A programmer must explicitly invoke library functions to create a transaction and to access shared objects. Transactions run on threads of a new class. The programmer must introduce and properly manipulate a container for each object involved in a transaction.
Example of using DSTM:
public bool insert(int v) {
List newList = new List(v);
TM0bject newNode = new TM0bject(newList);
TMThread thread = (TMThread)Thread.currentThread();
while (true) {
thread.beginTransaction();
bool result = true;
try {
List prevList = (List)this.first. open(WRITE);
List currList = (List)prevList.next. open(WRITE);
while (eurrList.value <> v) {
prevList = currList;
currList = (List)currList.next. open(WRITE);
}
if (currList.value == v) { result = false; }
else {
result = true;
newList.next = prevList.next;
prevList.next = newNode;
}
} catch (Denied d) {}
if (thread. commitTransaction()) {
return result;
}
}

The TMThread class extends the Java Thread class:
class TMThread : Thread {
void beginTransaction();
bool commitTransaction();
void abortTransaction();
}


Transaction references an object through a TMObject.The open operation prepares a TMObject to be manipulated by a transaction and exposes the underlying object to the code in the transaction. The actions that open performs depend on whether an object is open for reading or writing.
class TMObject {
private class Locator {
public Transaction trans;
public Object oldVersion;
public Object newVersion;
}
TMObject(Object obj);
enum Mode { READ, WRITE };
Object open(Mode mode);
}

The current version of an object is found through the object’s Locator.

  • If the Locator does not contain a transaction, the current version is the original object (oldVersion).

  • If the Locator points to some transaction, we check it`s status:

    1. COMMITTED. The current version is the one modified by the
      transaction (newVersion).

    2. ABORTED. The current version is the original object
      (oldVersion).

    3. ACTIVE. Conflict! The contention manager must resolve the
      conflict by aborting or delaying one of the transactions.
      Note: it`s only the place, where we ask the contention manager! All other conflicts mean inconsistency and we have no choise: we have to abort current transaction!

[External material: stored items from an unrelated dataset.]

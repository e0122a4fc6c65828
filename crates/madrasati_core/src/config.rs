//! Portal configuration.
//!
//! # Responsibility
//! - Describe where the store lives and which failure policies apply.
//! - Load settings from a TOML file for hosts that keep one on disk.
//!
//! # Invariants
//! - Every field has a lenient default: ignore missing targets, last write wins.
//! - Unknown keys are rejected so typos do not silently fall back to defaults.

use serde::Deserialize;
use std::error::Error;
use std::fmt::{Display, Formatter};
use std::path::{Path, PathBuf};

/// What an operation does when its target id, grade or index does not exist.
#[derive(Debug, Clone, Copy, Default, PartialEq, Eq, Deserialize)]
#[serde(rename_all = "snake_case")]
pub enum NotFoundPolicy {
    /// Log a warning and return success without changing anything.
    #[default]
    Lenient,
    /// Return `RepoError::NotFound`.
    Strict,
}

/// What `Store::commit` does when the persisted revision moved underneath it.
#[derive(Debug, Clone, Copy, Default, PartialEq, Eq, Deserialize)]
#[serde(rename_all = "snake_case")]
pub enum ConflictPolicy {
    /// Overwrite the newer revision and log a warning.
    #[default]
    LastWriteWins,
    /// Drop the local edit, reload the table and return `StoreError::StaleSnapshot`.
    RejectStale,
}

#[derive(Debug, Clone, Default, PartialEq, Eq, Deserialize)]
#[serde(default, deny_unknown_fields)]
pub struct PortalConfig {
    /// SQLite file backing the store. `None` keeps everything in memory.
    pub db_path: Option<PathBuf>,
    pub not_found: NotFoundPolicy,
    pub conflicts: ConflictPolicy,
    /// `trace|debug|info|warn|error`; defaults to the build-mode level.
    pub log_level: Option<String>,
    /// Absolute directory for rolling log files. Logging stays off when unset.
    pub log_dir: Option<PathBuf>,
}

impl PortalConfig {
    pub fn from_toml_str(raw: &str) -> Result<Self, ConfigError> {
        toml::from_str(raw).map_err(ConfigError::Parse)
    }

    pub fn load(path: impl AsRef<Path>) -> Result<Self, ConfigError> {
        let path = path.as_ref();
        let raw = std::fs::read_to_string(path).map_err(|err| ConfigError::Io {
            path: path.to_path_buf(),
            source: err,
        })?;
        Self::from_toml_str(&raw)
    }
}

#[derive(Debug)]
pub enum ConfigError {
    Io {
        path: PathBuf,
        source: std::io::Error,
    },
    Parse(toml::de::Error),
}

impl Display for ConfigError {
    fn fmt(&self, f: &mut Formatter<'_>) -> std::fmt::Result {
        match self {
            Self::Io { path, source } => {
                write!(f, "failed to read config `{}`: {source}", path.display())
            }
            Self::Parse(err) => write!(f, "invalid portal config: {err}"),
        }
    }
}

impl Error for ConfigError {
    fn source(&self) -> Option<&(dyn Error + 'static)> {
        match self {
            Self::Io { source, .. } => Some(source),
            Self::Parse(err) => Some(err),
        }
    }
}

#[cfg(test)]
mod tests {
    use super::{ConflictPolicy, NotFoundPolicy, PortalConfig};
    use std::path::PathBuf;

    #[test]
    fn empty_config_uses_lenient_defaults() {
        let config = PortalConfig::from_toml_str("").unwrap();
        assert_eq!(config, PortalConfig::default());
        assert_eq!(config.not_found, NotFoundPolicy::Lenient);
        assert_eq!(config.conflicts, ConflictPolicy::LastWriteWins);
        assert!(config.db_path.is_none());
    }

    #[test]
    fn full_config_parses() {
        let config = PortalConfig::from_toml_str(
            r#"
            db_path = "/var/lib/madrasati/portal.sqlite3"
            not_found = "strict"
            conflicts = "reject_stale"
            log_level = "debug"
            log_dir = "/var/log/madrasati"
            "#,
        )
        .unwrap();
        assert_eq!(
            config.db_path,
            Some(PathBuf::from("/var/lib/madrasati/portal.sqlite3"))
        );
        assert_eq!(config.not_found, NotFoundPolicy::Strict);
        assert_eq!(config.conflicts, ConflictPolicy::RejectStale);
        assert_eq!(config.log_level.as_deref(), Some("debug"));
    }

    #[test]
    fn unknown_keys_are_rejected() {
        let err = PortalConfig::from_toml_str("not_found_policy = \"strict\"").unwrap_err();
        assert!(err.to_string().contains("invalid portal config"));
    }
}
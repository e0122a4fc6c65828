//! Digital textbook repository.

use super::{handle_missing, RepoResult};
use crate::model::book::Book;
use crate::model::catalog::GradeLevel;
use crate::store::{Store, Table};
use log::info;

pub trait BookRepository {
    fn add_book(&mut self, book: Book) -> RepoResult<Book>;
    /// Removes the first book with `id`.
    fn delete_book(&mut self, id: &str) -> RepoResult<()>;
    fn list_books_by_grade(&mut self, grade: GradeLevel) -> RepoResult<Vec<Book>>;
}

pub struct StoreBookRepository<'s> {
    store: &'s mut Store,
}

impl<'s> StoreBookRepository<'s> {
    pub fn new(store: &'s mut Store) -> Self {
        Self { store }
    }
}

impl BookRepository for StoreBookRepository<'_> {
    fn add_book(&mut self, book: Book) -> RepoResult<Book> {
        book.validate()?;
        self.store.refresh(Table::Books);
        self.store.books_mut().push(book.clone());
        self.store.commit(Table::Books)?;
        info!(
            "event=book_add module=repo status=ok book_id={} grade=\"{}\"",
            book.id, book.grade_level
        );
        Ok(book)
    }

    fn delete_book(&mut self, id: &str) -> RepoResult<()> {
        self.store.refresh(Table::Books);
        let Some(index) = self.store.books().iter().position(|book| book.id == id) else {
            return handle_missing(self.store, "book_delete", "book", id);
        };
        self.store.books_mut().remove(index);
        self.store.commit(Table::Books)?;
        info!("event=book_delete module=repo status=ok book_id={}", id);
        Ok(())
    }

    fn list_books_by_grade(&mut self, grade: GradeLevel) -> RepoResult<Vec<Book>> {
        self.store.refresh(Table::Books);
        Ok(self
            .store
            .books()
            .iter()
            .filter(|book| book.grade_level == grade)
            .cloned()
            .collect())
    }
}
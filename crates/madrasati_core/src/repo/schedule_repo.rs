//! Weekly schedule repository.
//!
//! # Invariants
//! - `update_cell` changes exactly one slot of one grade or nothing.
//! - A grade with no stored week reads as an all-empty week.

use super::{handle_missing, RepoResult};
use crate::model::catalog::{GradeLevel, Period, DAYS_PER_WEEK, PERIODS_PER_DAY};
use crate::model::schedule::WeekSchedule;
use crate::store::{Store, Table};
use log::info;

pub trait ScheduleRepository {
    fn get_schedule(&mut self, grade: GradeLevel) -> RepoResult<WeekSchedule>;
    /// Sets one slot. `day_index` is `0..5` (Sunday first), `period_index` is `0..6`.
    fn update_cell(
        &mut self,
        grade: GradeLevel,
        day_index: usize,
        period_index: usize,
        value: Period,
    ) -> RepoResult<()>;
}

pub struct StoreScheduleRepository<'s> {
    store: &'s mut Store,
}

impl<'s> StoreScheduleRepository<'s> {
    pub fn new(store: &'s mut Store) -> Self {
        Self { store }
    }
}

impl ScheduleRepository for StoreScheduleRepository<'_> {
    fn get_schedule(&mut self, grade: GradeLevel) -> RepoResult<WeekSchedule> {
        self.store.refresh(Table::Schedules);
        Ok(self
            .store
            .schedules()
            .get(&grade)
            .cloned()
            .unwrap_or_default())
    }

    fn update_cell(
        &mut self,
        grade: GradeLevel,
        day_index: usize,
        period_index: usize,
        value: Period,
    ) -> RepoResult<()> {
        if day_index >= DAYS_PER_WEEK || period_index >= PERIODS_PER_DAY {
            return handle_missing(
                self.store,
                "schedule_update",
                "schedule slot",
                format!("{grade}/{day_index}/{period_index}"),
            );
        }

        self.store.refresh(Table::Schedules);
        let updated = match self.store.schedules_mut().get_mut(&grade) {
            Some(week) => week.set_cell(day_index, period_index, value),
            None => false,
        };
        if !updated {
            return handle_missing(self.store, "schedule_update", "schedule", grade.label());
        }

        self.store.commit(Table::Schedules)?;
        info!(
            "event=schedule_update module=repo status=ok grade=\"{}\" day={} period={}",
            grade, day_index, period_index
        );
        Ok(())
    }
}
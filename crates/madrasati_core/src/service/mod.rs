//! Portal use-case services.
//!
//! # Responsibility
//! - Compose repositories into the portal's external operations.
//! - Keep hosts (CLI, UI bindings) decoupled from store and table details.

pub mod portal_service;
pub mod targeting;
//! Portal domain model.
//!
//! # Responsibility
//! - Define the records persisted in the six portal tables.
//! - Own per-entity validation so every write path shares one rule set.
//!
//! # Invariants
//! - Every record is identified by an immutable opaque string id.
//! - Natural keys (seat number, username) are distinct from ids.

pub mod book;
pub mod catalog;
pub mod notification;
pub mod parent;
pub mod schedule;
pub mod student;
pub mod teacher;
pub mod validation;

use uuid::Uuid;

/// Opaque, immutable record identifier.
pub type EntityId = String;

/// Generates a fresh identifier for a newly created record.
pub fn new_entity_id() -> EntityId {
    Uuid::new_v4().to_string()
}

DSTM adds two levels of indirection to an object:

  • READ - adds to current transaction read set pair (TMObject and currentVersion), then validate current transaction

// Record the TMObject and its current value (version) in transaction’s read table.
curTrans.recordRead(this, currentVersion(locInfo));
if (!curTrans.validate()) { throw new Denied(); }
return version;


  • WRITE - create new Locator, get current version of TMObject, clone it and validate

// Create a new Locator pointing to a local copy of the object and install it.
Locator newLocInfo = new Locator();
newLocInfo.trans = curTras;
// Actually it is just a spin lock to ensure, that no one has modified current
object`s locator
do {
Locator oldLocInfo = locInfo;
// Note: We can get conflict in currentVersion
newLocInfo.oldVersion = currentVersion(oldLocInfo);
newLocInfo.newVersion = newLocInfo.oldVersion.clone();
} while (CAS(locInfo, oldLocInfo, newLocInfo) != oldLocInfo);
if (!trans.validate()) { throw new Denied(); }
return newLocInfo.newVersion;


Validating the transaction’s consistency relies on the read set. DSTM compares each object entry in a transaction’s read set against the current version of the object (obtained by following the TMObject reference). If the objects differ, the transaction should abort since it is in inconsistent state.

A transaction commits by validating its read set, and if that operation succeeds, by
changing its status from ACTIVE to COMMITTED.

Note: We don`t need modify objects in memory! This modification(ACTIVE -> COMMITED) makes all of the transaction’s modified objects into the current version of the respective objects!